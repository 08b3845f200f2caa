use super::SchemaTranslator;

/// V1 social connection fields.
pub static SOCIAL_CONNECTION: SchemaTranslator = SchemaTranslator::new(
    "social connection",
    &[
        ("user", "user"),
        ("provider", "provider"),
        ("uid", "uid"),
        ("extra_data", "extra_data"),
        ("trainer", "trainer"),
    ],
    &[],
    &["user", "provider", "uid", "trainer"],
    &["trainer"],
);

- - - - - - -

Work required => Copy all the lines above that hold the string "trainer".

Output of the exercise =>
        ("trainer", "trainer"),
    &["user", "provider", "uid", "trainer"],
    &["trainer"],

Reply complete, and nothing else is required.